Search the records for the string "enum" and copy every line in which it appears.

(Given records begins)

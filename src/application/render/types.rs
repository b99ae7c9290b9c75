use std::path::PathBuf;

use serde::{Deserialize, Serialize};
use thiserror::Error;

use crate::domain::widgets::{WidgetError, WidgetKind};

/// Rendering request passed into the pipeline.
#[derive(Debug, Clone, PartialEq, Eq, Serialize, Deserialize)]
pub struct RenderRequest {
    /// Slug of the document, used for logging and the comments thread.
    pub slug: String,
    /// Markdown body with the front matter already removed.
    pub markdown: String,
    /// Directory relative image references resolve against. When absent,
    /// images are left untouched and never sized.
    #[serde(default)]
    pub document_dir: Option<PathBuf>,
    /// Site-relative URL of the rendered page (`/slug/`), used to rewrite
    /// local asset references.
    pub public_path: String,
}

impl RenderRequest {
    pub fn new(slug: impl Into<String>, markdown: impl Into<String>) -> Self {
        let slug = slug.into();
        let public_path = format!("/{slug}/");
        Self {
            slug,
            markdown: markdown.into(),
            document_dir: None,
            public_path,
        }
    }

    pub fn with_document_dir(mut self, dir: impl Into<PathBuf>) -> Self {
        self.document_dir = Some(dir.into());
        self
    }
}

/// Entry of the generated table of contents.
#[derive(Debug, Clone, PartialEq, Eq, Serialize, Deserialize)]
pub struct TocEntry {
    pub level: u8,
    pub anchor: String,
    pub text: String,
}

#[derive(Debug, Clone, Copy, PartialEq, Eq, Serialize, Deserialize)]
pub enum ReferenceKind {
    Image,
    Link,
}

/// Image or link target found in the body, kept for corpus linting.
#[derive(Debug, Clone, PartialEq, Eq, Serialize, Deserialize)]
pub struct Reference {
    pub kind: ReferenceKind,
    /// Target exactly as written in the markdown.
    pub target: String,
    /// 1-based line within the markdown body.
    pub line: usize,
    /// Images only: the alt text was empty.
    #[serde(default)]
    pub missing_alt: bool,
}

/// Content-level metrics surfaced alongside rendered HTML.
#[derive(Debug, Clone, PartialEq, Eq, Serialize, Deserialize, Default)]
pub struct ContentMetrics {
    pub word_count: u32,
    pub reading_time_minutes: u32,
    pub internal_links_count: u32,
    pub external_links_count: u32,
    pub images_count: u32,
    pub code_blocks_count: u32,
}

/// Deterministic rendering result returned to callers.
#[derive(Debug, Clone, PartialEq, Eq, Serialize, Deserialize)]
pub struct RenderOutput {
    /// Sanitised HTML ready to be placed in a page template.
    pub html: String,
    pub toc: Vec<TocEntry>,
    pub references: Vec<Reference>,
    /// Widgets encountered, in document order.
    pub widgets: Vec<WidgetKind>,
    pub contains_code: bool,
    #[serde(default)]
    pub metrics: ContentMetrics,
}

/// Structured errors surfaced by the rendering pipeline. These map onto
/// build failures without leaking implementation details.
#[derive(Debug, Clone, Error)]
pub enum RenderError {
    #[error("markdown rendering failed: {message}")]
    Markdown { message: String },
    #[error("syntax highlighting failed: {language}: {message}")]
    Highlighting { language: String, message: String },
    #[error("widget error on line {line}: {source}")]
    Widget {
        line: usize,
        #[source]
        source: WidgetError,
    },
    #[error("widget `<{widget}>` on line {line}: {message}")]
    WidgetPlacement {
        widget: WidgetKind,
        line: usize,
        message: String,
    },
    #[error("document processing failed: {message}")]
    Document { message: String },
}

impl RenderError {
    /// Body line the error points at, when known.
    pub fn line(&self) -> Option<usize> {
        match self {
            RenderError::Widget { line, .. } | RenderError::WidgetPlacement { line, .. } => {
                Some(*line)
            }
            _ => None,
        }
    }
}

/// Trait exposed by the rendering pipeline. Implementations must be pure and
/// deterministic: given the same input, they return identical outputs or errors.
pub trait RenderService: Send + Sync {
    fn render(&self, request: &RenderRequest) -> Result<RenderOutput, RenderError>;
}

(Given records ends)

Task output
pub enum ReferenceKind {
pub enum RenderError {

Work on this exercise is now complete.